Bevor es losgehen kann
Eine außergewöhnliche Familie
Urlaubsvorbereitungen – oder: Die neue Dachbox, ein wirkliches Schnäppchen
Der Mensch ist ein Gewohnheitstier
Es geht los ‐ oder: der blöde Biber
Sprachliche Verwirrungen – Homer rappt mit Ötzi um die Ähre
Nasse Kinder und die Geschichte mit der bescheuerten Vignette
Eine schicksalhafte Begegnung – oder: In der Schweiz ist alles anders
Umziehen mit Folgen
Ein genialer Plan – oder: Die Strecke der Erinnerungen
Ein kulinarischer Augenschmaus von Italien aus
Bevor es enden kann
Um was geht‘s?
Wer hat‘s geschrieben?
Als ich begann, meine Erlebnisse niederzuschreiben, war ich mir lange unsicher, ob ich unsere Namen und Anschrift ändern soll oder nicht. Ich kam zu dem Ergebnis, dass es sinnvoll ist, anonym zu bleiben. Es muss schließlich nicht jeder wissen, was uns tagtäglich widerfährt – das könnte nämlich verdammt peinlich werden.
In Wirklichkeit nennen mich weder meine Frau noch meine Kinder Peter. Deshalb brauchen wir eigentlich nichts zu ändern und können alles beim Alten (damit bin ich jetzt aber nicht gemeint) lassen. Im Folgenden heiße ich deshalb Papa, Papi, Pepe oder Schatz beziehungsweise Schätzchen. Meine Frau, die eigentlich Sophia heißt, wird bis auf Weiteres Anna genannt.

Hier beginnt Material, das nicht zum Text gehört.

//! Game row CRUD.

use crate::error::{Result, StoreError};
use crate::store::{Store, is_unique_violation};
use crate::{BranchId, GameId, RoundId};
use anyhow::Context as _;
use sqlx::Row as _;

/// A row of the `games` table.
#[derive(Debug, Clone)]
pub struct GameRow {
    pub game_id: GameId,
    pub channel_id: Option<String>,
    pub main_message_id: Option<String>,
    pub candidate_custom_input_ids: Vec<String>,
    pub head_branch_id: Option<BranchId>,
    pub system_prompt: String,
    pub host_user_id: String,
    pub is_frozen: bool,
    pub created_at: chrono::DateTime<chrono::Utc>,
    pub updated_at: chrono::DateTime<chrono::Utc>,
}

const GAME_COLUMNS: &str = "game_id, channel_id, main_message_id, candidate_custom_input_ids, \
     head_branch_id, system_prompt, host_user_id, is_frozen, created_at, updated_at";

impl Store {
    /// Insert a new game bound to `channel_id` and return its id.
    pub async fn create_game(
        &self,
        channel_id: &str,
        host_user_id: &str,
        system_prompt: &str,
    ) -> Result<GameId> {
        let result = sqlx::query(
            "INSERT INTO games (channel_id, host_user_id, system_prompt) VALUES (?, ?, ?)",
        )
        .bind(channel_id)
        .bind(host_user_id)
        .bind(system_prompt)
        .execute(self.pool())
        .await;

        match result {
            Ok(done) => Ok(done.last_insert_rowid()),
            Err(error) if is_unique_violation(&error) => Err(StoreError::ChannelOccupied {
                channel_id: channel_id.to_string(),
            }
            .into()),
            Err(error) => Err(StoreError::Query(error).into()),
        }
    }

    /// Whether a game is currently bound to the channel.
    pub async fn is_game_running(&self, channel_id: &str) -> Result<bool> {
        let row = sqlx::query("SELECT 1 FROM games WHERE channel_id = ?")
            .bind(channel_id)
            .fetch_optional(self.pool())
            .await
            .context("failed to check for a running game")?;
        Ok(row.is_some())
    }

    pub async fn get_game_by_channel_id(&self, channel_id: &str) -> Result<Option<GameRow>> {
        let row = sqlx::query(&format!(
            "SELECT {GAME_COLUMNS} FROM games WHERE channel_id = ?"
        ))
        .bind(channel_id)
        .fetch_optional(self.pool())
        .await
        .context("failed to fetch game by channel")?;

        row.map(game_from_row).transpose()
    }

    pub async fn get_game_by_game_id(&self, game_id: GameId) -> Result<Option<GameRow>> {
        let row = sqlx::query(&format!(
            "SELECT {GAME_COLUMNS} FROM games WHERE game_id = ?"
        ))
        .bind(game_id)
        .fetch_optional(self.pool())
        .await
        .context("failed to fetch game by id")?;

        row.map(game_from_row).transpose()
    }

    pub async fn get_all_games(&self) -> Result<Vec<GameRow>> {
        let rows = sqlx::query(&format!(
            "SELECT {GAME_COLUMNS} FROM games ORDER BY game_id ASC"
        ))
        .fetch_all(self.pool())
        .await
        .context("failed to list games")?;

        rows.into_iter().map(game_from_row).collect()
    }

    pub async fn set_game_frozen_status(&self, game_id: GameId, is_frozen: bool) -> Result<()> {
        sqlx::query("UPDATE games SET is_frozen = ? WHERE game_id = ?")
            .bind(is_frozen)
            .bind(game_id)
            .execute(self.pool())
            .await
            .context("failed to update frozen status")?;
        Ok(())
    }

    /// Record the freshly published main message and reset the candidate
    /// list; a new main message always starts a clean ballot.
    pub async fn update_game_main_message(
        &self,
        game_id: GameId,
        main_message_id: &str,
    ) -> Result<()> {
        sqlx::query(
            "UPDATE games SET main_message_id = ?, candidate_custom_input_ids = '[]' \
             WHERE game_id = ?",
        )
        .bind(main_message_id)
        .bind(game_id)
        .execute(self.pool())
        .await
        .context("failed to update main message")?;
        Ok(())
    }

    pub async fn update_candidate_custom_input_ids(
        &self,
        game_id: GameId,
        candidate_ids: &[String],
    ) -> Result<()> {
        let encoded =
            serde_json::to_string(candidate_ids).context("failed to serialize candidate ids")?;
        sqlx::query("UPDATE games SET candidate_custom_input_ids = ? WHERE game_id = ?")
            .bind(encoded)
            .bind(game_id)
            .execute(self.pool())
            .await
            .context("failed to update candidate ids")?;
        Ok(())
    }

    pub async fn update_game_head_branch(&self, game_id: GameId, branch_id: BranchId) -> Result<()> {
        sqlx::query("UPDATE games SET head_branch_id = ? WHERE game_id = ?")
            .bind(branch_id)
            .bind(game_id)
            .execute(self.pool())
            .await
            .context("failed to update head branch")?;
        Ok(())
    }

    pub async fn update_game_host(&self, game_id: GameId, new_host_id: &str) -> Result<()> {
        sqlx::query("UPDATE games SET host_user_id = ? WHERE game_id = ?")
            .bind(new_host_id)
            .bind(game_id)
            .execute(self.pool())
            .await
            .context("failed to update game host")?;
        Ok(())
    }

    /// Bind an unbound game to a channel. Fails with `ChannelOccupied` if the
    /// channel already hosts a game.
    pub async fn attach_game_to_channel(&self, game_id: GameId, channel_id: &str) -> Result<()> {
        let result = sqlx::query("UPDATE games SET channel_id = ? WHERE game_id = ?")
            .bind(channel_id)
            .bind(game_id)
            .execute(self.pool())
            .await;

        match result {
            Ok(_) => Ok(()),
            Err(error) if is_unique_violation(&error) => Err(StoreError::ChannelOccupied {
                channel_id: channel_id.to_string(),
            }
            .into()),
            Err(error) => Err(StoreError::Query(error).into()),
        }
    }

    /// Unbind a game from its channel and clear the channel-scoped fields.
    pub async fn detach_game_from_channel(&self, game_id: GameId) -> Result<()> {
        sqlx::query(
            "UPDATE games SET \
                channel_id = NULL, \
                main_message_id = NULL, \
                candidate_custom_input_ids = '[]' \
             WHERE game_id = ?",
        )
        .bind(game_id)
        .execute(self.pool())
        .await
        .context("failed to detach game")?;
        Ok(())
    }

    /// Drop a game. Branches, rounds, and tags cascade.
    pub async fn delete_game(&self, game_id: GameId) -> Result<()> {
        sqlx::query("DELETE FROM games WHERE game_id = ?")
            .bind(game_id)
            .execute(self.pool())
            .await
            .context("failed to delete game")?;
        Ok(())
    }

    /// Resolve a game's channel and HEAD tip in one query.
    pub async fn head_tip(&self, game_id: GameId) -> Result<(Option<String>, RoundId)> {
        let row = sqlx::query(
            "SELECT g.channel_id, b.tip_round_id \
             FROM games g \
             LEFT JOIN branches b ON g.head_branch_id = b.branch_id \
             WHERE g.game_id = ?",
        )
        .bind(game_id)
        .fetch_optional(self.pool())
        .await
        .context("failed to fetch head tip")?;

        let Some(row) = row else {
            return Err(StoreError::GameNotFound { id: game_id }.into());
        };

        let tip: Option<RoundId> = row
            .try_get("tip_round_id")
            .context("failed to read tip_round_id")?;
        let Some(tip_round_id) = tip else {
            return Err(StoreError::HeadBranchMissing { game_id }.into());
        };

        let channel_id: Option<String> = row.try_get("channel_id").ok().flatten();
        Ok((channel_id, tip_round_id))
    }
}

/// Everything the advancement path needs to capture before the LLM call.
#[derive(Debug, Clone)]
pub struct AdvanceSnapshot {
    pub channel_id: Option<String>,
    pub main_message_id: Option<String>,
    pub system_prompt: String,
    pub head_branch_id: BranchId,
    pub initial_tip: RoundId,
}

impl Store {
    /// Snapshot the game and its HEAD tip in one statement, so the captured
    /// tip is consistent with the captured branch.
    pub async fn snapshot_for_advance(&self, game_id: GameId) -> Result<AdvanceSnapshot> {
        let row = sqlx::query(
            "SELECT g.channel_id, g.main_message_id, g.system_prompt, g.head_branch_id, \
                    b.tip_round_id \
             FROM games g \
             LEFT JOIN branches b ON g.head_branch_id = b.branch_id \
             WHERE g.game_id = ?",
        )
        .bind(game_id)
        .fetch_optional(self.pool())
        .await
        .context("failed to snapshot game for advancement")?;

        let Some(row) = row else {
            return Err(StoreError::GameNotFound { id: game_id }.into());
        };

        let head_branch_id: Option<BranchId> = row.try_get("head_branch_id").ok().flatten();
        let initial_tip: Option<RoundId> = row.try_get("tip_round_id").ok().flatten();
        let (Some(head_branch_id), Some(initial_tip)) = (head_branch_id, initial_tip) else {
            return Err(StoreError::HeadBranchMissing { game_id }.into());
        };

        Ok(AdvanceSnapshot {
            channel_id: row.try_get("channel_id").ok().flatten(),
            main_message_id: row.try_get("main_message_id").ok().flatten(),
            system_prompt: row
                .try_get("system_prompt")
                .context("failed to read system_prompt")?,
            head_branch_id,
            initial_tip,
        })
    }
}

pub(crate) fn parse_candidate_ids(value: &str) -> Vec<String> {
    serde_json::from_str(value).unwrap_or_default()
}

fn game_from_row(row: sqlx::sqlite::SqliteRow) -> Result<GameRow> {
    let candidates_value: String = row
        .try_get("candidate_custom_input_ids")
        .unwrap_or_else(|_| "[]".to_string());

    Ok(GameRow {
        game_id: row.try_get("game_id").context("failed to read game_id")?,
        channel_id: row.try_get("channel_id").ok().flatten(),
        main_message_id: row.try_get("main_message_id").ok().flatten(),
        candidate_custom_input_ids: parse_candidate_ids(&candidates_value),
        head_branch_id: row.try_get("head_branch_id").ok().flatten(),
        system_prompt: row
            .try_get("system_prompt")
            .context("failed to read system_prompt")?,
        host_user_id: row
            .try_get("host_user_id")
            .context("failed to read host_user_id")?,
        is_frozen: row.try_get::<i64, _>("is_frozen").unwrap_or(0) != 0,
        created_at: row
            .try_get::<chrono::NaiveDateTime, _>("created_at")
            .map(|v| v.and_utc())
            .context("failed to read created_at")?,
        updated_at: row
            .try_get::<chrono::NaiveDateTime, _>("updated_at")
            .map(|v| v.and_utc())
            .context("failed to read updated_at")?,
    })
}

#[cfg(test)]
mod tests {
    use crate::error::{Error, StoreError};
    use crate::store::Store;

    #[tokio::test]
    async fn one_game_per_channel() {
        let store = Store::in_memory().await.expect("store should open");
        store
            .create_game("g1", "u1", "世界观: 废土")
            .await
            .expect("first game should be created");

        let error = store
            .create_game("g1", "u2", "another world")
            .await
            .expect_err("second game on the same channel must fail");

        assert!(matches!(
            error,
            Error::Store(StoreError::ChannelOccupied { .. })
        ));
    }

    #[tokio::test]
    async fn attach_rejects_occupied_channel() {
        let store = Store::in_memory().await.expect("store should open");
        let first = store.create_game("g1", "u1", "p1").await.unwrap();
        let second = store.create_game("g2", "u2", "p2").await.unwrap();

        store.detach_game_from_channel(second).await.unwrap();
        let error = store
            .attach_game_to_channel(second, "g1")
            .await
            .expect_err("attach onto an occupied channel must fail");
        assert!(matches!(
            error,
            Error::Store(StoreError::ChannelOccupied { .. })
        ));

        // The original binding is untouched.
        let game = store.get_game_by_channel_id("g1").await.unwrap().unwrap();
        assert_eq!(game.game_id, first);
    }

    #[tokio::test]
    async fn detach_clears_channel_scoped_fields() {
        let store = Store::in_memory().await.expect("store should open");
        let game_id = store.create_game("g1", "u1", "p").await.unwrap();
        store.update_game_main_message(game_id, "m1").await.unwrap();
        store
            .update_candidate_custom_input_ids(game_id, &["m2".to_string()])
            .await
            .unwrap();

        store.detach_game_from_channel(game_id).await.unwrap();

        let game = store.get_game_by_game_id(game_id).await.unwrap().unwrap();
        assert!(game.channel_id.is_none());
        assert!(game.main_message_id.is_none());
        assert!(game.candidate_custom_input_ids.is_empty());
    }

    #[tokio::test]
    async fn new_main_message_resets_candidates() {
        let store = Store::in_memory().await.expect("store should open");
        let game_id = store.create_game("g1", "u1", "p").await.unwrap();
        store
            .update_candidate_custom_input_ids(game_id, &["m2".to_string(), "m3".to_string()])
            .await
            .unwrap();

        store.update_game_main_message(game_id, "m9").await.unwrap();

        let game = store.get_game_by_game_id(game_id).await.unwrap().unwrap();
        assert_eq!(game.main_message_id.as_deref(), Some("m9"));
        assert!(game.candidate_custom_input_ids.is_empty());
    }
}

Unsere Kinder nennen wir Ben, Philipp und Pia. Elisa, unsere sechsjährige Tochter, fand den Namen anfangs nicht berauschend und wollte lieber weiterhin Elisa heißen; aber Anonymität heißt nun mal Anonymität – mit all ihren Konsequenzen. Max, der zwölf ist, und Lukas, der gerne zwölf wäre, aber erst acht Jahre alt ist, wollten unbedingt berühmt werden und hatten deshalb zunächst Mühe, sich mit ihren »Künstlernamen« zu identifizieren.
»Du blöder ›Zappelphilipp‹«, neckte Max seinen kleineren Bruder.
»›Ben Gunn‹« (der verlotterte Typ aus der Schatzinsel) oder »›Ben(jamin) Blümchen‹« (der korpulente, labernde Dickhäuter im eleganten blau-roten Dress aus der gleichnamigen Kinderserie), konterte Lukas.
Mittlerweile hat sich zum Glück alles normalisiert und sie ärgern sich wieder mit ihren richtigen Namen.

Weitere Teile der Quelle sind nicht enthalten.